A MUNGANGA PROMOÇÃO CULTURAL: O Brejo é Isso!

segunda-feira, 21 de outubro de 2019

O DIA EM QUE CONHECI UM GRANDE ESCRITOR


Em 2003, eu era um rapaz de vinte e dois anos, com um caderno de poesias na gaveta, cheio de sonhos e apaixonado pela leitura. Lecionava literatura no Colégio Padre Viana e gostava muito do que fazia.

Era uma manhã de um dia qualquer, intervalo das aulas, eu estava na sala de direção da escola, tomando meu café, quando me surpreendo com a secretária Cacau Gomes, imprimindo, cortando folhas, grampeando lombadas e colando livros. Um livro nascendo ali, na minha frente, de forma especial, artesanalmente. Peguei um dos exemplares já acabado, capa vermelha e azul, com as estrelas da bandeira de Brejo Santo: Veredas do Chão Nativo, de Francisco Alves Araújo.
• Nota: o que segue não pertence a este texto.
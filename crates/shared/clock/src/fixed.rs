use chrono::{DateTime, Duration, Utc};
use execstream_core::Timestamp;
use execstream_ports::Clock;
use parking_lot::RwLock;

/// Frozen clock for deterministic tests
///
/// Time stands still until [`FixedClock::advance`] or [`FixedClock::set`]
/// is called.
pub struct FixedClock {
    time: RwLock<Timestamp>,
}

impl FixedClock {
    pub fn new(time: Timestamp) -> Self {
        Self {
            time: RwLock::new(time),
        }
    }

    /// Clock frozen at a unix timestamp in milliseconds.
    /// Out-of-range values fall back to the unix epoch.
    pub fn at_millis(millis: i64) -> Self {
        Self::new(DateTime::<Utc>::from_timestamp_millis(millis).unwrap_or_default())
    }

    pub fn set(&self, time: Timestamp) {
        *self.time.write() = time;
    }

    pub fn advance(&self, by: Duration) {
        let mut time = self.time.write();
        *time += by;
    }
}

impl Clock for FixedClock {
    fn now(&self) -> Timestamp {
        *self.time.read()
    }
}
use serde::{Deserialize, Serialize};
use std::fmt;
use thiserror::Error;

/// Connection settings for the private stream
///
/// Immutable for the lifetime of the process. The session borrows it and
/// never alters it.
#[derive(Clone, Default, Serialize, Deserialize)]
pub struct Settings {
    /// Private WebSocket endpoint (e.g. `wss://stream.bybit.com/v5/private`)
    #[serde(default)]
    pub ws_url: String,
    #[serde(default)]
    pub api_key: String,
    #[serde(default)]
    pub api_secret: String,
}

#[derive(Error, Debug, Clone, PartialEq, Eq)]
pub enum SettingsError {
    #[error("API key/secret are missing")]
    MissingCredentials,
    #[error("WebSocket URL is missing")]
    MissingUrl,
}

impl Settings {
    pub fn new(
        ws_url: impl Into<String>,
        api_key: impl Into<String>,
        api_secret: impl Into<String>,
    ) -> Self {
        Self {
            ws_url: ws_url.into(),
            api_key: api_key.into(),
            api_secret: api_secret.into(),
        }
    }

    /// Check the preconditions a session relies on
    pub fn validate(&self) -> Result<(), SettingsError> {
        if self.api_key.trim().is_empty() || self.api_secret.trim().is_empty() {
            return Err(SettingsError::MissingCredentials);
        }
        if self.ws_url.trim().is_empty() {
            return Err(SettingsError::MissingUrl);
        }
        Ok(())
    }
}

// Keep the secret out of logs
impl fmt::Debug for Settings {
    fn fmt(&self, f: &mut fmt::Formatter<'_>) -> fmt::Result {
        f.debug_struct("Settings")
            .field("ws_url", &self.ws_url)
            .field("api_key", &self.api_key)
            .field("api_secret", &"***")
            .finish()
    }
}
Levei o livro para casa. Depois do almoço, fui degustá-lo na rede. A leitura me prendeu fortemente, terminei-o ao longo da noite, impregnado daquelas memórias sertanejas, ditas de forma tão verdadeira e cativante, numa prosa cuidadosamente construída, por um senhor de setenta e seis anos, que realizava o sonho de ver seus escritos reunidos em livro.

Veredas do Chão Nativo é um cinemascópio de Brejo Santo das décadas de 30 a 40, marcadas nas memórias da criança e do rapazinho Chico, lembradas e contadas com maestria pelo valoroso escritor, durante sua velhice.

 

Naquelas páginas o leitor se transporta àquele tempo, parece que anda lado a lado de quem descreve, enxergando as minúcias, sentindo os gostos e cheiros da natureza viva da pacata Brejo Santo; traz também o olhar naturalista sobre a periferia do lugar e a dura realidade da gente marginalizada desse período; além um lirismo de encantamento naquela prosa cuidadosa. São análises bem particulares, ditas com as palavras necessárias, representando um importante vestígio de tempo da nossa história.

Tudo aquilo me lembrou de Cora Coralina, que só veio trazer sua poesia as público, já no crepúsculo da vida.

O livro me empolgou tanto que resolvi escrever uma carta para o autor. Curiosamente, não o conhecia pessoalmente, de modo que imaginei ser mais prudente apresentar-me com as impressões sobre aquele filho que ele trazia ao mundo.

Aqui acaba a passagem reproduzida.